GREAT FALLS — Saturday marks 20 years since the September 11, 2001 terrorist attacks. Among the casualties were 343 members of New York City’s fire department. Great Falls Fire Rescue firefighters talked with KRTV about how they, as firefighters, reflect on the tragic day.
"I was working that day actually at Fire Station number four,” GFFR Assistant Fire Chief Bob Shupe said. "We came in to work and realized what was going on. It was all over the news."
"It was almost unbelievable for us,” he continued. "Two out of the three of us that were on duty that day at that station were also Air National Guard members as well, so not only did it have ramifications in the fire service but for the military as well because they scrambled jets to intercept some of the planes that were still in the air."
Shupe said 9/11 was a sobering realization for many in the fire service industry.
"That there is the chance of the ultimate sacrifice that has to be paid,” said Shupe.
"I was just getting off night shift that morning when the first plane hit,” GFFR Deputy Fire Marshal Tom Zaremski said.
For Zaremski, the day is a reminder of the bravery and dedication firefighters have.
"You just look back on what the job the firefighters in New York had ahead of them.
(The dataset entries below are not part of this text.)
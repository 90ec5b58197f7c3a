//! Sequential reader for the count-prefixed adjacency-list byte stream.
//!
//! The raw graph stores no node count: records are numbered implicitly and
//! the scan ends when cumulative consumed bytes reach the header's declared
//! size. Every record therefore has to account exactly
//! `4 + 4 * neighbor_count` bytes, whether or not the caller keeps any of
//! the neighbor ids.

use std::convert::TryInto;
use std::fs::File;
use std::io::{self, Read, Seek, SeekFrom};
use std::path::Path;

use tracing::debug;

use crate::error::Result;
use crate::format::{RawGraphHeader, RAW_GRAPH_HEADER_LEN};
use crate::sample::{AdjacencySample, NodeSample, SmallGraph, SmallGraphBuilder};
use crate::stats::{DegreeAccumulator, GraphStats, NodeTotals, StatsOptions};

/// How much of each record's neighbor list a scan keeps.
#[derive(Debug, Clone, Copy)]
enum Keep {
    /// Seek over the whole list; stats only.
    None,
    /// Copy the first `cap` ids (`cap == 0` copies all of them).
    Capped(usize),
}

/// One forward pass over a raw graph region at a caller-supplied offset
/// (0 for standalone files, or the discovered container offset).
pub struct RawGraphScanner {
    file: File,
    header: RawGraphHeader,
    consumed: u64,
}

impl RawGraphScanner {
    /// Opens `path` and positions the scan just past the header at `offset`.
    /// A short header read is fatal.
    pub fn open(path: &Path, offset: u64) -> Result<Self> {
        let mut file = File::open(path)?;
        let header = RawGraphHeader::read_at(&mut file, offset)?;
        Ok(Self {
            file,
            header,
            consumed: RAW_GRAPH_HEADER_LEN,
        })
    }

    /// The header this scan was opened with.
    pub fn header(&self) -> &RawGraphHeader {
        &self.header
    }

    /// Advances over the next record, filling `neighbors` according to
    /// `keep`, and returns its true degree. Returns `None` once the declared
    /// byte count is consumed, or when the file ends early (truncation is
    /// tolerated, not escalated).
    fn next_record(&mut self, keep: Keep, neighbors: &mut Vec<u32>) -> Result<Option<u32>> {
        neighbors.clear();
        if self.consumed == self.header.expected_len {
            return Ok(None);
        }

        let mut count_buf = [0u8; 4];
        match self.file.read_exact(&mut count_buf) {
            Ok(()) => {}
            Err(err) if err.kind() == io::ErrorKind::UnexpectedEof => {
                debug!(
                    consumed = self.consumed,
                    expected = self.header.expected_len,
                    "raw graph ended before its declared size"
                );
                return Ok(None);
            }
            Err(err) => return Err(err.into()),
        }
        let degree = u32::from_le_bytes(count_buf);

        let total = degree as usize;
        let take = match keep {
            Keep::None => 0,
            Keep::Capped(0) => total,
            Keep::Capped(cap) => total.min(cap),
        };
        if take > 0 {
            let mut buf = vec![0u8; take * 4];
            match self.file.read_exact(&mut buf) {
                Ok(()) => {}
                Err(err) if err.kind() == io::ErrorKind::UnexpectedEof => return Ok(None),
                Err(err) => return Err(err.into()),
            }
            neighbors.extend(
                buf.chunks_exact(4)
                    .map(|chunk| u32::from_le_bytes(chunk.try_into().expect("chunk is 4 bytes"))),
            );
        }

        let skipped = (total - take) as u64 * 4;
        if skipped > 0 {
            self.file.seek(SeekFrom::Current(skipped as i64))?;
        }
        self.consumed += 4 + 4 * u64::from(degree);
        Ok(Some(degree))
    }
}

/// Computes full-region degree statistics for a raw graph starting at
/// `offset`. Truncated regions yield fewer nodes, never an error.
pub fn stats_from_raw_graph(path: &Path, offset: u64, opts: &StatsOptions) -> Result<GraphStats> {
    let mut scanner = RawGraphScanner::open(path, offset)?;
    let mut acc = DegreeAccumulator::new(opts.weak_threshold);
    let mut scratch = Vec::new();
    while let Some(degree) = scanner.next_record(Keep::None, &mut scratch)? {
        acc.record(degree);
    }

    let frozen = scanner.header().frozen_count;
    let entry_point = scanner.header().entry_point;
    let nodes = acc.nodes_seen();
    Ok(acc.finish(NodeTotals {
        total_nodes: nodes,
        active_nodes: nodes.saturating_sub(frozen),
        frozen_nodes: frozen,
        entry_point,
    }))
}

/// Samples the first `num_nodes` nodes, keeping at most `max_neighbors` ids
/// per node (`0` keeps every neighbor). Reports fewer nodes when the region
/// is truncated or smaller than requested.
pub fn sample_from_raw_graph(
    path: &Path,
    offset: u64,
    num_nodes: usize,
    max_neighbors: usize,
) -> Result<AdjacencySample> {
    let mut scanner = RawGraphScanner::open(path, offset)?;
    let entry_point = scanner.header().entry_point;
    let mut nodes = Vec::new();
    let mut preview = Vec::new();
    while nodes.len() < num_nodes {
        match scanner.next_record(Keep::Capped(max_neighbors), &mut preview)? {
            Some(degree) => {
                let id = nodes.len() as u64;
                nodes.push(NodeSample {
                    id,
                    degree: u64::from(degree),
                    neighbors: std::mem::take(&mut preview),
                });
            }
            None => break,
        }
    }
    Ok(AdjacencySample {
        entry_point,
        requested: num_nodes,
        nodes,
    })
}

/// Extracts forward plus derived reverse adjacency for the first `num_nodes`
/// nodes. Both sides shrink consistently if the region ends early.
pub fn small_graph_from_raw_graph(path: &Path, offset: u64, num_nodes: usize) -> Result<SmallGraph> {
    let mut scanner = RawGraphScanner::open(path, offset)?;
    let mut builder = SmallGraphBuilder::new(num_nodes, scanner.header().entry_point);
    let mut neighbors = Vec::new();
    while !builder.is_full() {
        match scanner.next_record(Keep::Capped(0), &mut neighbors)? {
            Some(_) => builder.push_node(std::mem::take(&mut neighbors)),
            None => break,
        }
    }
    Ok(builder.finish())
}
You knew it was going to be tough, you knew there was going to some tragedy, but you just assumed they were going to get the job done,” Zaremski said.
"It's just one of the things firefighters do. They go to work, they get the job done,” said Zaremski.
GFFR Battalion Chief BJ Perry was in the process of becoming a firefighter with Great Falls Fire Rescue when the terrorist attacks happened.
He had been hoping to go to the 9/11 Memorial in New York City for the 20th anniversary. "With COVID, obviously, it created some issues,” Perry said.
He said firefighters will never forget the firefighters lost that day. "There isn't a lot of time as firefighters that goes by that we don't think about that. We memorialize all those guys each year. We have memorabilia in our homes, books, I have the names of all the firefighters on a poster in our basement,” Perry said.
The constant remembrance of lives lost is not the only impact the terrorist attacks have had on the fire industry, however. They also changed the way the industry operates.
"Trainings take place all over the nation about how to deal with terrorist attacks and weapons of mass destruction on a terrorist-type level. Also, fire prevention bureaus around the country started changing a few things with the way buildings were constructed, fire suppression systems, elevators go to certain floors,” Shupe explained.
An industry forever changed by a day that forever changed the nation.
GFFR will host its annual 9/11 ceremony at Elk's-Riverside Park in Great Falls at 7 a.m. on Saturday, September 11.